WHAT YOU SHOULD DO: Show all lines containing "datastore" from the data below.

(Dataset entries)

***

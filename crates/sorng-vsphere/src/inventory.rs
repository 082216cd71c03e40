//! Inventory lookup: container-view scans by object type and name,
//! plus the datacenter / cluster views.

use crate::api::VimApi;
use crate::error::{VsphereError, VsphereResult};
use crate::task::settle_opt;
use crate::types::*;

use serde::{Deserialize, Serialize};

/// First object whose name matches `name`, ignoring case.
pub fn find_by_name<'o>(objects: &'o [ManagedObject], name: &str) -> Option<&'o ManagedObject> {
    let wanted = name.to_lowercase();
    objects.iter().find(|o| o.name.to_lowercase() == wanted)
}

/// Scan `kind` and return the first case-insensitive name match.
pub(crate) async fn find(api: &dyn VimApi, kind: ObjectKind, name: &str) -> VsphereResult<ManagedObject> {
    let objects = api.list_objects(kind).await?;
    find_by_name(&objects, name)
        .cloned()
        .ok_or_else(|| VsphereError::not_found(format!("{} {name:?} not found", kind.vim_type())))
}

/// Inventory operations.
pub struct InventoryManager<'a> {
    api: &'a dyn VimApi,
}

impl<'a> InventoryManager<'a> {
    pub fn new(api: &'a dyn VimApi) -> Self {
        Self { api }
    }

    /// Every object of `kind` under the root folder, in view order.
    pub async fn list_objects(&self, kind: ObjectKind) -> Option<Vec<ManagedObject>> {
        settle_opt("list_objects", self.api.list_objects(kind).await.map(Some))
    }

    /// First object of `kind` named `name` (case-insensitive). No caching:
    /// each call rescans the inventory.
    pub async fn get_object(&self, kind: ObjectKind, name: &str) -> Option<ManagedObject> {
        settle_opt("get_object", find(self.api, kind, name).await.map(Some))
    }

    /// Names of the clusters in the first datacenter's host folder.
    pub async fn get_clusters(&self) -> Option<Vec<String>> {
        let result: VsphereResult<_> = async {
            let datacenters = self.api.list_objects(ObjectKind::Datacenter).await?;
            let dc = datacenters
                .first()
                .ok_or_else(|| VsphereError::not_found("No datacenter in inventory"))?;
            let clusters = self.api.datacenter_clusters(&dc.moref).await?;
            Ok(Some(clusters.into_iter().map(|c| c.name).collect()))
        }
        .await;
        settle_opt("get_clusters", result)
    }

    /// Capacity / demand / reservation figures for one cluster.
    pub async fn get_cluster_info(&self, name: &str) -> Option<ClusterInfo> {
        let result: VsphereResult<_> = async {
            let cluster = find(self.api, ObjectKind::Cluster, name).await?;
            let usage = self.api.cluster_usage(&cluster.moref).await?;
            Ok(Some(ClusterInfo::from(usage)))
        }
        .await;
        settle_opt("get_cluster_info", result)
    }
}

/// Cluster usage report.
#[derive(Debug, Clone, PartialEq, Eq, Serialize, Deserialize)]
pub struct ClusterInfo {
    #[serde(rename = "TotalClusterCPU")]
    pub total_cpu_mhz: i64,
    #[serde(rename = "TotalClusterMemory")]
    pub total_memory_mb: i64,
    #[serde(rename = "CPUInUse")]
    pub cpu_in_use_mhz: i64,
    #[serde(rename = "MemoryInUse")]
    pub memory_in_use_mb: i64,
    #[serde(rename = "CPUReserved")]
    pub cpu_reserved_mhz: i64,
    #[serde(rename = "MemoryReserved")]
    pub memory_reserved_mb: i64,
}

impl From<ClusterUsage> for ClusterInfo {
    fn from(u: ClusterUsage) -> Self {
        Self {
            total_cpu_mhz: u.total_cpu_capacity_mhz,
            total_memory_mb: u.total_mem_capacity_mb,
            cpu_in_use_mhz: u.cpu_demand_mhz,
            memory_in_use_mb: u.mem_demand_mb,
            cpu_reserved_mhz: u.cpu_reservation_mhz,
            memory_reserved_mb: u.mem_reservation_mb,
        }
    }
}
//! Virtual disks and CD/DVD drives.
//!
//! Every change is a single-device `ReconfigVM_Task`.

use crate::api::VimApi;
use crate::error::{VsphereError, VsphereErrorKind, VsphereResult};
use crate::inventory::find;
use crate::task::{execute_task, settle, settle_opt};
use crate::types::*;

use serde::{Deserialize, Serialize};

const KB_PER_GB: i64 = 1024 * 1024;

/// Type name of the drives created by [`StorageManager::attach_cdrom_to_vm`].
pub const CDROM_TYPE: &str = "VirtualCdrom";

#[derive(Debug, Clone, PartialEq, Serialize, Deserialize)]
pub struct DiskInfo {
    #[serde(rename = "Label")]
    pub label: Option<String>,
    #[serde(rename = "CapacityGB")]
    pub capacity_gb: f64,
    #[serde(rename = "UnitNumber")]
    pub unit_number: Option<i32>,
    /// Key of the controller the disk hangs off
    #[serde(rename = "BusNumber")]
    pub bus_number: Option<i32>,
}

impl DiskInfo {
    fn from_device(device: &VirtualDevice) -> Option<Self> {
        let capacity_kb = device.capacity_kb()?;
        Some(Self {
            label: device.label.clone(),
            capacity_gb: capacity_kb as f64 / KB_PER_GB as f64,
            unit_number: device.unit_number,
            bus_number: device.controller_key,
        })
    }
}

/// Device change adding a thick, persistent disk of `size_gb` to the
/// first SCSI controller, on the unit after the existing disks.
pub fn new_disk_change(devices: &[VirtualDevice], size_gb: i64) -> VsphereResult<DeviceChange> {
    let controller = devices
        .iter()
        .find(|d| d.is_scsi_controller())
        .ok_or_else(|| VsphereError::not_found("VM has no SCSI controller"))?;
    let disk_count = devices.iter().filter(|d| d.is_disk()).count() as i32;

    Ok(DeviceChange {
        operation: DeviceOperation::Add,
        file_operation: Some(FileOperation::Create),
        device: VirtualDevice {
            type_name: "VirtualDisk".into(),
            key: -1,
            label: None,
            controller_key: Some(controller.key),
            unit_number: Some(disk_count + 1),
            connectable: None,
            backing: Some(DeviceBacking::DiskFlat {
                file_name: String::new(),
                disk_mode: "persistent".into(),
                thin_provisioned: Some(false),
            }),
            kind: DeviceKind::Disk { capacity_kb: size_gb * KB_PER_GB },
        },
    })
}

/// Edit of an existing CD/DVD drive: ISO backed and connected when
/// `iso_path` is given, otherwise detached to a remote passthrough.
pub fn cdrom_edit(drive: &VirtualDevice, iso_path: Option<&str>) -> DeviceChange {
    let backing = match iso_path {
        Some(path) => DeviceBacking::Iso { file_name: path.to_string() },
        None => DeviceBacking::RemotePassthrough {
            device_name: String::new(),
            exclusive: false,
        },
    };
    DeviceChange {
        operation: DeviceOperation::Edit,
        file_operation: None,
        device: VirtualDevice {
            type_name: CDROM_TYPE.into(),
            key: drive.key,
            label: None,
            controller_key: drive.controller_key,
            unit_number: None,
            connectable: Some(ConnectInfo {
                start_connected: iso_path.is_some(),
                allow_guest_control: true,
                connected: iso_path.is_some(),
                status: None,
            }),
            backing: Some(backing),
            kind: DeviceKind::Cdrom,
        },
    }
}

/// First IDE controller with a free slot (two devices per channel).
pub fn free_ide_controller(devices: &[VirtualDevice]) -> Option<&VirtualDevice> {
    devices.iter().find(|d| match &d.kind {
        DeviceKind::IdeController { devices } => devices.len() < 2,
        _ => false,
    })
}

fn datastore_path(datastore: &str, path: &str) -> String {
    format!("[{datastore}] {path}")
}

fn cdrom_label(number: u32) -> String {
    format!("CD/DVD drive {number}")
}

pub struct StorageManager<'a> {
    api: &'a dyn VimApi,
}

impl<'a> StorageManager<'a> {
    pub fn new(api: &'a dyn VimApi) -> Self {
        Self { api }
    }

    async fn vm_devices(&self, vm_name: &str) -> VsphereResult<(MoRef, Vec<VirtualDevice>)> {
        let vm = find(self.api, ObjectKind::VirtualMachine, vm_name).await?;
        let props = self.api.vm_properties(&vm.moref).await?;
        Ok((vm.moref, props.devices))
    }

    async fn reconfigure(&self, vm: &MoRef, change: DeviceChange) -> VsphereResult<bool> {
        let spec = ConfigSpec::with_change(change);
        execute_task(self.api, self.api.reconfigure_vm(vm, &spec)).await
    }

    // ── Disks ───────────────────────────────────────────────────────

    pub async fn list_vm_hard_disks(&self, vm_name: &str) -> Option<Vec<DiskInfo>> {
        let result: VsphereResult<_> = async {
            let (_, devices) = self.vm_devices(vm_name).await?;
            Ok(Some(devices.iter().filter_map(DiskInfo::from_device).collect()))
        }
        .await;
        settle_opt("list_vm_hard_disks", result)
    }

    pub async fn add_disk(&self, vm_name: &str, size_gb: i64) -> bool {
        let result: VsphereResult<_> = async {
            let (vm, devices) = self.vm_devices(vm_name).await?;
            let change = new_disk_change(&devices, size_gb)?;
            log::info!("Adding {size_gb} GB disk to {vm_name}");
            self.reconfigure(&vm, change).await
        }
        .await;
        settle("add_disk", result)
    }

    /// Detach a disk by label and delete its backing file.
    pub async fn remove_disk(&self, vm_name: &str, disk_label: &str) -> bool {
        let result: VsphereResult<_> = async {
            let (vm, devices) = self.vm_devices(vm_name).await?;
            let Some(disk) = devices.into_iter().find(|d| d.is_disk() && d.has_label(disk_label)) else {
                log::warn!("remove_disk: no disk {disk_label:?} on {vm_name}");
                return Ok(false);
            };
            log::info!("Removing {disk_label} from {vm_name}");
            let change = DeviceChange {
                operation: DeviceOperation::Remove,
                file_operation: Some(FileOperation::Destroy),
                device: disk,
            };
            self.reconfigure(&vm, change).await
        }
        .await;
        settle("remove_disk", result)
    }

    /// Grow a disk to `size_gb`. Unlike the other operations a missing VM
    /// or disk is reported as an error.
    pub async fn extend_disk(&self, vm_name: &str, disk_label: &str, size_gb: i64) -> VsphereResult<bool> {
        let not_found =
            || VsphereError::not_found(format!("Failed to find virtual disk \"{disk_label}\" for VM \"{vm_name}\""));

        let (vm, devices) = match self.vm_devices(vm_name).await {
            Ok(found) => found,
            Err(e) if e.kind == VsphereErrorKind::NotFound => return Err(not_found()),
            Err(e) => return Err(e),
        };
        let mut disk = devices
            .into_iter()
            .find(|d| d.is_disk() && d.has_label(disk_label))
            .ok_or_else(not_found)?;

        disk.kind = DeviceKind::Disk { capacity_kb: size_gb * KB_PER_GB };
        log::info!("Extending {disk_label} of {vm_name} to {size_gb} GB");
        let change = DeviceChange {
            operation: DeviceOperation::Edit,
            file_operation: None,
            device: disk,
        };
        self.reconfigure(&vm, change).await
    }

    // ── CD/DVD ──────────────────────────────────────────────────────

    /// Mount `[datastore] iso_path` in drive `CD/DVD drive {cdrom_number}`.
    pub async fn attach_iso_to_vm(&self, vm_name: &str, cdrom_number: u32, datastore: &str, iso_path: &str) -> bool {
        let path = datastore_path(datastore, iso_path);
        settle(
            "attach_iso_to_vm",
            self.edit_cdrom(vm_name, cdrom_number, Some(&path)).await,
        )
    }

    /// Eject whatever is mounted in drive `CD/DVD drive {cdrom_number}`.
    pub async fn disconnect_cdrom(&self, vm_name: &str, cdrom_number: u32) -> bool {
        settle(
            "disconnect_cdrom",
            self.edit_cdrom(vm_name, cdrom_number, None).await,
        )
    }

    async fn edit_cdrom(&self, vm_name: &str, cdrom_number: u32, iso_path: Option<&str>) -> VsphereResult<bool> {
        let (vm, devices) = self.vm_devices(vm_name).await?;
        let label = cdrom_label(cdrom_number);
        let drive = devices
            .iter()
            .rfind(|d| d.is_cdrom() && d.has_label(&label))
            .ok_or_else(|| VsphereError::not_found(format!("No {label} on {vm_name}")))?;
        self.reconfigure(&vm, cdrom_edit(drive, iso_path)).await
    }

    /// Add a new ISO-backed drive on the first IDE controller with a free slot.
    pub async fn attach_cdrom_to_vm(&self, vm_name: &str, datastore: &str, iso_path: &str) -> bool {
        let result: VsphereResult<_> = async {
            let (vm, devices) = self.vm_devices(vm_name).await?;
            let controller = free_ide_controller(&devices)
                .ok_or_else(|| VsphereError::not_found(format!("No free IDE controller on {vm_name}")))?;

            let change = DeviceChange {
                operation: DeviceOperation::Add,
                file_operation: None,
                device: VirtualDevice {
                    type_name: CDROM_TYPE.into(),
                    key: -1,
                    label: None,
                    controller_key: Some(controller.key),
                    unit_number: None,
                    connectable: Some(ConnectInfo {
                        start_connected: true,
                        allow_guest_control: true,
                        connected: true,
                        status: None,
                    }),
                    backing: Some(DeviceBacking::Iso {
                        file_name: datastore_path(datastore, iso_path),
                    }),
                    kind: DeviceKind::Cdrom,
                },
            };
            log::info!("Adding CD/DVD drive to {vm_name} on controller {}", controller.key);
            self.reconfigure(&vm, change).await
        }
        .await;
        settle("attach_cdrom_to_vm", result)
    }
}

***

YOUR RESPONSE:
fn datastore_path(datastore: &str, path: &str) -> String {
    format!("[{datastore}] {path}")
    /// Mount `[datastore] iso_path` in drive `CD/DVD drive {cdrom_number}`.
    pub async fn attach_iso_to_vm(&self, vm_name: &str, cdrom_number: u32, datastore: &str, iso_path: &str) -> bool {
        let path = datastore_path(datastore, iso_path);
    pub async fn attach_cdrom_to_vm(&self, vm_name: &str, datastore: &str, iso_path: &str) -> bool {
                        file_name: datastore_path(datastore, iso_path),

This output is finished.